I've had my girls for a year now and they crack me up all the time. 

Sigmund likes to try to jump from the floor of my room to the windowsill, usually only makes it about a 3rd of the way and looks totally pathetic scrambling at the wall failing at it. Its pretty funny to watch, and I love how she gets her little butt wiggling all over the place when she's getting ready to launch 

Carl is a big time hoarder, especially of paper products so watching her try to move a magazine thats 3 or 4 times her size to the other side of the room is hilarious. I also once watched her bound away with an entire pear in her mouth. I don't know how she did that.

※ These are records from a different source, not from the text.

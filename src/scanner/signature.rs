//! Known test-virus signature check.
//!
//! Stage one of the scanner: containment of the 68-byte EICAR
//! industry-standard antivirus test signature. Presence of the
//! signature anywhere in the decoded byte stream is sufficient for a
//! detection, regardless of the surrounding content; it is never
//! treated as a false positive.

/// The EICAR standard antivirus test string.
pub(crate) const EICAR_SIGNATURE: &str =
    r"X5O!P%@AP[4\PZX54(P^)7CC)7}$EICAR-STANDARD-ANTIVIRUS-TEST-FILE!$H+H*";

/// Threat name reported for an EICAR match.
pub(crate) const EICAR_THREAT_NAME: &str = "EICAR-Test-Signature (Test Virus)";

/// Returns the threat name if the decoded text contains the EICAR
/// test signature.
pub(crate) fn check(text: &str) -> Option<String> {
    if text.contains(EICAR_SIGNATURE) {
        Some(EICAR_THREAT_NAME.to_string())
    } else {
        None
    }
}
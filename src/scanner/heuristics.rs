//! Suspicious-content heuristics.
//!
//! Stage two of the scanner, run only when the signature check is
//! negative. Unlike stage one, this stage aggregates: every matching
//! pattern contributes its own entry to the threat list.

use crate::core::CandidateFile;

/// Filename tokens implying malicious intent.
const SUSPICIOUS_NAME_TOKENS: &[&str] = &[
    "virus",
    "malware",
    "trojan",
    "ransomware",
    "keylogger",
    "backdoor",
    "rootkit",
    "exploit",
];

/// Script and process-invocation markers searched in plain text.
const SCRIPT_MARKERS: &[&str] = &[
    "<script",
    "javascript:",
    "eval(",
    "document.write",
    "powershell",
    "cmd.exe",
    "/bin/sh",
    "#!/bin/",
    "system(",
    "exec(",
    "subprocess",
];

/// Base64 fragments matching the header signatures of common
/// executable and archive formats. Matched case-sensitively against
/// the raw text.
const BASE64_HEADER_FRAGMENTS: &[(&str, &str)] = &[
    ("TVqQ", "Windows executable"),
    ("f0VMRg", "ELF executable"),
    ("UEsDB", "ZIP archive"),
];

/// Markers indicating embedded scripting or auto-execution directives
/// in document formats.
const DOCUMENT_MACRO_MARKERS: &[&str] = &[
    "autoopen",
    "auto_open",
    "document_open",
    "workbook_open",
    "shell(",
    "createobject(",
    "/openaction",
    "/javascript",
    "/launch",
];

/// Extensions treated as plain text for content inspection.
const TEXT_EXTENSIONS: &[&str] = &["txt", "csv", "md", "log", "json", "html", "htm", "xml"];

/// Extensions treated as documents with potential embedded logic.
const DOCUMENT_EXTENSIONS: &[&str] = &[
    "pdf", "doc", "docm", "docx", "xls", "xlsm", "xlsx", "ppt", "pptm", "pptx", "rtf",
];

/// Runs every heuristic against the candidate file and collects all
/// matching pattern descriptions.
pub(crate) fn check(file: &CandidateFile) -> Vec<String> {
    let mut threats = Vec::new();

    let name_lower = file.name.to_ascii_lowercase();
    for token in SUSPICIOUS_NAME_TOKENS {
        if name_lower.contains(token) {
            threats.push(format!("Suspicious filename pattern '{}'", token));
        }
    }

    if is_text_like(file) {
        let text = file.text();
        let text_lower = text.to_ascii_lowercase();

        for marker in SCRIPT_MARKERS {
            if text_lower.contains(marker) {
                threats.push(format!("Embedded script marker '{}' in text file", marker));
            }
        }

        for (fragment, format) in BASE64_HEADER_FRAGMENTS {
            if text.contains(fragment) {
                threats.push(format!(
                    "Base64-encoded {} header in text file",
                    format
                ));
            }
        }
    }

    if is_document_like(file) {
        let text_lower = file.text().to_ascii_lowercase();
        for marker in DOCUMENT_MACRO_MARKERS {
            if text_lower.contains(marker) {
                threats.push(format!(
                    "Embedded macro or auto-execution marker '{}' in document",
                    marker
                ));
            }
        }
    }

    threats
}

/// Returns `true` if the MIME type or extension indicates plain text.
fn is_text_like(file: &CandidateFile) -> bool {
    if let Some(mime) = file.declared_mime_type.as_deref() {
        if mime.starts_with("text/") || mime == "application/json" {
            return true;
        }
    }
    file.extension()
        .map(|ext| TEXT_EXTENSIONS.contains(&ext.as_str()))
        .unwrap_or(false)
}

/// Returns `true` if the MIME type or extension indicates a document
/// format that can carry embedded logic.
fn is_document_like(file: &CandidateFile) -> bool {
    if let Some(mime) = file.declared_mime_type.as_deref() {
        if mime == "application/pdf"
            || mime == "application/msword"
            || mime.starts_with("application/vnd.ms-")
            || mime.starts_with("application/vnd.openxmlformats-officedocument")
        {
            return true;
        }
    }
    file.extension()
        .map(|ext| DOCUMENT_EXTENSIONS.contains(&ext.as_str()))
        .unwrap_or(false)
}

What kind of silly shenanigans do you see your ratties getting into?


----------



## Grotesque (Mar 19, 2014)

Totally cute! I love the little "ready to jump" butt wiggle. 

My new baby rat, Dash, makes the oddest sound when she is being groomed. It sounds like people running with sneakers on a basketball court. I guess that is her cutest thing so far. 

Gizzard wiggles her ears when she eats treats. Wafer stuffs her cheeks with rice puffs like a hamster. Oreo strands herself in various places and waits for help. 

Mocha will get impatient and angry if both my boyfriend and I aren't present during her "out" time. If we aren't BOTH there, she puffs, paces around, and stares at the door. Even if she is just standing in one spot, grooming herself, she expects us both to be there to watch her. 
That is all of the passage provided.